5th President of the Federation of Labour
- In office 2 May 1979 – 20 October 1987
- Preceded by: Tom Skinner
- Succeeded by: Ken Douglas

Personal details
- Born: Walter James Knox 6 March 1919 Auckland, New Zealand
- Died: 1 December 1991 (aged 72) Wellington, New Zealand
- Spouses: ; Margaret Joyce Svendsen ​ ​(m. 1943; div. 1983)​ ; Elizabeth Watson Bell Curtis ​ ​(m. 1983)​
- Children: 2

= Jim Knox =

New Zealand truck driver, watersider, trade unionist, and rugby footballer

Walter James Knox (6 March 1919 – 1 December 1991) was a leading New Zealand trade union leader. He was the seventh appointee to the Order of New Zealand.

==Early life and family==
Knox was born in Auckland on 6 March 1919. His parents were Doris May and Walter William Knox. Knox was educated at Auckland Normal School.

==Career and honours==
Leaving school aged 15, Knox first worked in a foundry where he was badly scarred. Aged 16, he started an apprenticeship in the footwear trade upon his father's initiative. Knox worked as a truck driver and watersider, becoming involved in the 1951 waterside strike, and rose through the union ranks to become secretary of the Auckland District Woollen Mills Employees’ Union and vice president of the Auckland Trades Council in 1961. In 1969, Knox became secretary of the New Zealand Federation of Labour, working alongside the organisation's president, Sir Tom Skinner.

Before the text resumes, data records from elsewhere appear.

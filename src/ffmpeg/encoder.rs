//! Video file output through an `ffmpeg` encode pipe.

use std::io::{self, Write};
use std::path::PathBuf;

use super::pipeline::{PipeMode, Pipeline};
use crate::backend::{Encoder, EncoderSettings};
use crate::config::ToolsConfig;
use crate::error::{HelperError, Result};
use crate::frame::{Frame, FrameSize, PixelFormat};

/// Build the ffmpeg arguments that encode raw BGR24 from stdin.
pub fn encoder_args(settings: &EncoderSettings) -> Result<Vec<String>> {
    if settings.size.is_empty() {
        return Err(HelperError::InvalidArgument(format!(
            "cannot encode frames of size {}",
            settings.size
        )));
    }
    if !settings.frame_rate.is_finite() || settings.frame_rate <= 0.0 {
        return Err(HelperError::InvalidArgument(format!(
            "encoder frame rate must be positive, got {}",
            settings.frame_rate
        )));
    }

    let mut args: Vec<String> = vec![
        "-v".into(),
        "error".into(),
        "-y".into(),
        "-f".into(),
        "rawvideo".into(),
        "-pix_fmt".into(),
        PixelFormat::Bgr24.ffmpeg_name().into(),
        "-s".into(),
        settings.size.to_string(),
        "-r".into(),
        settings.frame_rate.to_string(),
        "-i".into(),
        "-".into(),
    ];
    args.extend(settings.fourcc.to_ffmpeg_args()?);
    args.push(settings.path.to_string_lossy().into_owned());
    Ok(args)
}

/// Writes frames to a video file via an `ffmpeg` child process.
#[derive(Debug)]
pub struct FfmpegEncoder {
    path: PathBuf,
    size: FrameSize,
    pipeline: Option<Pipeline>,
    frames_written: u64,
}

impl FfmpegEncoder {
    pub fn open(tools: &ToolsConfig, settings: &EncoderSettings) -> Result<Self> {
        let args = encoder_args(settings)?;
        let pipeline = Pipeline::spawn(&tools.ffmpeg, &args, PipeMode::Write)?;

        log::info!(
            "Recording to {} ({} @ {} fps, {})",
            settings.path.display(),
            settings.size,
            settings.frame_rate,
            settings.fourcc
        );

        Ok(Self {
            path: settings.path.clone(),
            size: settings.size,
            pipeline: Some(pipeline),
            frames_written: 0,
        })
    }

    pub fn frames_written(&self) -> u64 {
        self.frames_written
    }
}

impl Encoder for FfmpegEncoder {
    fn write(&mut self, frame: &Frame) -> Result<()> {
        if frame.size != self.size {
            return Err(HelperError::Encoder(format!(
                "frame size {} does not match encoder size {}",
                frame.size, self.size
            )));
        }

        let stdin = self
            .pipeline
            .as_mut()
            .and_then(|p| p.stdin())
            .ok_or_else(|| HelperError::Encoder("encoder already released".to_string()))?;

        match stdin.write_all(&frame.data) {
            Ok(()) => {
                self.frames_written += 1;
                Ok(())
            }
            Err(e) if e.kind() == io::ErrorKind::BrokenPipe => {
                let (program, stderr) = self
                    .pipeline
                    .as_mut()
                    .map(|p| {
                        let _ = p.wait();
                        (p.program().to_string(), p.take_stderr_output().join("\n"))
                    })
                    .unwrap_or_default();
                Err(HelperError::Encoder(format!(
                    "{} stopped accepting frames for {}: {}",
                    program,
                    self.path.display(),
                    stderr
                )))
            }
            Err(e) => Err(HelperError::Encoder(e.to_string())),
        }
    }

    fn release(&mut self) -> Result<()> {
        let Some(mut pipeline) = self.pipeline.take() else {
            return Ok(());
        };
        log::debug!(
            "Finalizing {} after {} frames",
            self.path.display(),
            self.frames_written
        );
        pipeline
            .finish()
            .map_err(|e| HelperError::Encoder(e.to_string()))
    }
}

impl Drop for FfmpegEncoder {
    fn drop(&mut self) {
        if let Err(e) = self.release() {
            log::warn!("{}", e);
        }
    }
}
//! Stream property queries via `ffprobe`.

use serde::Deserialize;

use super::pipeline::{run_to_output, PipelineError};
use crate::frame::FrameSize;

/// Clockwise rotation a player applies to show a stream upright.
#[derive(Debug, Clone, Copy, PartialEq, Eq, Default)]
pub enum Rotation {
    #[default]
    None,
    Clockwise90,
    Half,
    Clockwise270,
}

impl Rotation {
    /// Snap a clockwise angle in degrees to the nearest quarter turn.
    pub fn from_degrees(clockwise: f64) -> Self {
        let quarters = (clockwise / 90.0).round() as i64;
        match quarters.rem_euclid(4) {
            1 => Rotation::Clockwise90,
            2 => Rotation::Half,
            3 => Rotation::Clockwise270,
            _ => Rotation::None,
        }
    }

    pub fn swaps_dimensions(&self) -> bool {
        matches!(self, Rotation::Clockwise90 | Rotation::Clockwise270)
    }

    /// Video filter that turns stored frames upright.
    pub fn filter(&self) -> Option<&'static str> {
        match self {
            Rotation::None => None,
            Rotation::Clockwise90 => Some("transpose=clock"),
            Rotation::Half => Some("hflip,vflip"),
            Rotation::Clockwise270 => Some("transpose=cclock"),
        }
    }
}

/// Properties of the first video stream of an input.
#[derive(Debug, Clone, PartialEq)]
pub struct StreamInfo {
    /// Upright frame size, after `rotation` is applied
    pub size: FrameSize,
    /// Frames per second, when the container declares one
    pub frame_rate: Option<f64>,
    pub rotation: Rotation,
}

#[derive(Debug, Deserialize)]
struct ProbeOutput {
    #[serde(default)]
    streams: Vec<ProbeStream>,
}

#[derive(Debug, Deserialize)]
struct ProbeStream {
    width: Option<u32>,
    height: Option<u32>,
    r_frame_rate: Option<String>,
    #[serde(default)]
    tags: ProbeTags,
    #[serde(default)]
    side_data_list: Vec<ProbeSideData>,
}

#[derive(Debug, Default, Deserialize)]
struct ProbeTags {
    /// Legacy MP4/MOV rotation tag, clockwise degrees
    rotate: Option<String>,
}

#[derive(Debug, Deserialize)]
struct ProbeSideData {
    /// Display matrix rotation, counter-clockwise degrees
    rotation: Option<f64>,
}

impl ProbeStream {
    fn rotation(&self) -> Rotation {
        if let Some(ccw) = self.side_data_list.iter().find_map(|d| d.rotation) {
            return Rotation::from_degrees(-ccw);
        }
        self.tags
            .rotate
            .as_deref()
            .and_then(|r| r.trim().parse::<f64>().ok())
            .map(Rotation::from_degrees)
            .unwrap_or_default()
    }
}

/// Errors from probing an input.
#[derive(Debug, thiserror::Error)]
pub enum ProbeError {
    #[error(transparent)]
    Pipeline(#[from] PipelineError),
    #[error("unreadable ffprobe output: {0}")]
    Malformed(String),
    #[error("no video stream found")]
    NoVideoStream,
}

/// Probe the input described by `input_args` (e.g. `["-i", "clip.mp4"]`).
pub fn probe(ffprobe: &str, input_args: &[String]) -> Result<StreamInfo, ProbeError> {
    let mut args: Vec<String> = [
        "-v",
        "error",
        "-select_streams",
        "v:0",
        "-show_streams",
        "-of",
        "json",
    ]
    .iter()
    .map(|s| s.to_string())
    .collect();
    args.extend_from_slice(input_args);

    let stdout = run_to_output(ffprobe, &args)?;
    let info = parse_probe_output(&String::from_utf8_lossy(&stdout))?;
    log::debug!(
        "Probed {}: {} @ {:?} fps, rotation {:?}",
        input_args.join(" "),
        info.size,
        info.frame_rate,
        info.rotation
    );
    Ok(info)
}

fn parse_probe_output(json: &str) -> Result<StreamInfo, ProbeError> {
    let output: ProbeOutput =
        serde_json::from_str(json).map_err(|e| ProbeError::Malformed(e.to_string()))?;

    let stream = output
        .streams
        .into_iter()
        .next()
        .ok_or(ProbeError::NoVideoStream)?;

    match (stream.width, stream.height) {
        (Some(width), Some(height)) if width > 0 && height > 0 => {
            let rotation = stream.rotation();
            let size = if rotation.swaps_dimensions() {
                FrameSize::new(height, width)
            } else {
                FrameSize::new(width, height)
            };
            Ok(StreamInfo {
                size,
                frame_rate: stream.r_frame_rate.as_deref().and_then(parse_rational),
                rotation,
            })
        }
        _ => Err(ProbeError::NoVideoStream),
    }
}

/// Parse an FFmpeg rational like `30000/1001`. `0/0` yields `None`.
fn parse_rational(s: &str) -> Option<f64> {
    let (num, den) = match s.split_once('/') {
        Some((n, d)) => (n.trim().parse::<f64>().ok()?, d.trim().parse::<f64>().ok()?),
        None => (s.trim().parse::<f64>().ok()?, 1.0),
    };
    if den == 0.0 || num <= 0.0 {
        return None;
    }
    Some(num / den)
}
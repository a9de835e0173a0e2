//! Still image viewer.

use std::path::Path;

use crate::backend::{Backend, Display, Keys, Wait};
use crate::error::{HelperError, Result};
use crate::frame::FrameSize;

/// Decode the image at `path` and, if `display_enabled`, show it until a key is pressed.
///
/// The window is titled with the path. Returns the decoded image size.
///
/// # Errors
/// * `HelperError::DecodeFailed` - the path does not resolve to a readable image
pub fn view_image<B, D, K>(
    backend: &mut B,
    display: &mut D,
    keys: &mut K,
    path: &Path,
    display_enabled: bool,
) -> Result<FrameSize>
where
    B: Backend,
    D: Display,
    K: Keys,
{
    let image = backend.read_image(path)?;

    if display_enabled {
        match display.show(&path.to_string_lossy(), &image) {
            Ok(()) => {
                let key = keys.wait_key(Wait::Forever);
                log::debug!("Image window dismissed by {:?}", key);
            }
            Err(HelperError::WindowClosed) => log::debug!("Image window closed"),
            Err(e) => return Err(e),
        }
    }

    Ok(image.size)
}
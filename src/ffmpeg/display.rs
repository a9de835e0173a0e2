//! On-screen display of frames through `ffplay` windows.

use std::collections::HashMap;
use std::io::{self, Write};

use super::pipeline::{PipeMode, Pipeline};
use crate::backend::Display;
use crate::error::{HelperError, Result};
use crate::frame::{Frame, FrameSize, PixelFormat};

/// ffplay arguments for a window showing raw BGR24 frames from stdin.
pub fn window_args(title: &str, size: FrameSize) -> Vec<String> {
    let video_size = size.to_string();
    [
        "-v",
        "error",
        "-hide_banner",
        "-window_title",
        title,
        "-fflags",
        "nobuffer",
        "-f",
        "rawvideo",
        "-pixel_format",
        PixelFormat::Bgr24.ffmpeg_name(),
        "-video_size",
        video_size.as_str(),
        // Show frames as soon as they arrive; pacing is done by the caller
        "-framerate",
        "1000",
        "-i",
        "-",
    ]
    .iter()
    .map(|s| s.to_string())
    .collect()
}

struct Window {
    size: FrameSize,
    pipeline: Pipeline,
}

/// Named ffplay windows, one child process per window title.
pub struct FfplayDisplay {
    ffplay: String,
    windows: HashMap<String, Window>,
}

impl FfplayDisplay {
    pub fn new(ffplay: impl Into<String>) -> Self {
        Self {
            ffplay: ffplay.into(),
            windows: HashMap::new(),
        }
    }

    pub fn window_count(&self) -> usize {
        self.windows.len()
    }

    fn window_for(&mut self, title: &str, size: FrameSize) -> Result<&mut Window> {
        let reopen = self.windows.get(title).map_or(true, |w| w.size != size);
        if reopen {
            if let Some(mut old) = self.windows.remove(title) {
                let _ = old.pipeline.shutdown();
            }
            let pipeline = Pipeline::spawn(&self.ffplay, &window_args(title, size), PipeMode::Write)?;
            log::debug!("Opened window '{}' ({})", title, size);
            self.windows
                .insert(title.to_string(), Window { size, pipeline });
        }
        self.windows
            .get_mut(title)
            .ok_or_else(|| HelperError::Display(format!("window '{}' missing", title)))
    }
}

impl Display for FfplayDisplay {
    fn show(&mut self, title: &str, frame: &Frame) -> Result<()> {
        let window = self.window_for(title, frame.size)?;

        // ffplay exits when the user presses q/Esc or closes the window
        if !window.pipeline.is_running() {
            self.windows.remove(title);
            return Err(HelperError::WindowClosed);
        }

        let result = match window.pipeline.stdin() {
            Some(stdin) => stdin.write_all(&frame.data).and_then(|_| stdin.flush()),
            None => Err(io::Error::from(io::ErrorKind::BrokenPipe)),
        };

        match result {
            Ok(()) => Ok(()),
            Err(e) if e.kind() == io::ErrorKind::BrokenPipe => {
                self.windows.remove(title);
                Err(HelperError::WindowClosed)
            }
            Err(e) => Err(HelperError::Display(e.to_string())),
        }
    }

    fn close_all(&mut self) {
        for (title, mut window) in self.windows.drain() {
            log::debug!("Closing window '{}'", title);
            let _ = window.pipeline.shutdown();
        }
    }
}

impl Drop for FfplayDisplay {
    fn drop(&mut self) {
        self.close_all();
    }
}
mod cli;

use clap::{CommandFactory, Parser};
use tracing_subscriber::EnvFilter;

use cli::{Args, Command};
use cv_helper::config::Config;
use cv_helper::Result;

fn main() {
    let args = Args::parse();
    init_logging(args.debug);

    if let Err(e) = run(args) {
        eprintln!("Error: {}", e);
        std::process::exit(1);
    }
}

/// Install the log subscriber. `RUST_LOG` overrides the default level.
fn init_logging(debug: bool) {
    let default = if debug { "cv_helper=debug" } else { "cv_helper=info" };
    let filter = EnvFilter::try_from_default_env().unwrap_or_else(|_| EnvFilter::new(default));
    let _ = tracing_subscriber::fmt()
        .with_env_filter(filter)
        .with_writer(std::io::stderr)
        .with_target(false)
        .try_init();
}

fn run(args: Args) -> Result<()> {
    let config = Config::load(args.config.as_deref())?;

    match (&args.command, args.function) {
        (Some(Command::Config { action }), _) => {
            cli::handle_config_action(action.clone(), args.config.as_deref(), &config)
        }
        (Some(Command::Probe { path }), _) => cli::probe(path, &config),
        (None, Some(function)) => cli::run_function(function, &args, &config),
        (None, None) => {
            let _ = Args::command().print_help();
            println!();
            Ok(())
        }
    }
}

Skinner, Knox and other trade union leaders Ken Douglas, Bill Andersen, Pat Kelly, Blue Kennedy and Con Devitt were all well known in New Zealand 1980s due to ongoing industrial action.

In 1977, Knox was awarded the Queen Elizabeth II Silver Jubilee Medal. On 6 February 1988, he was the seventh appointee to the Order of New Zealand. In 1990, he received the New Zealand 1990 Commemoration Medal.

==Personal life==
Knox played rugby union for the Suburbs club in Auckland before switching codes and playing rugby league for the City Rovers in the Auckland Rugby League competition. His sports injuries made him unfit for war service during World War II.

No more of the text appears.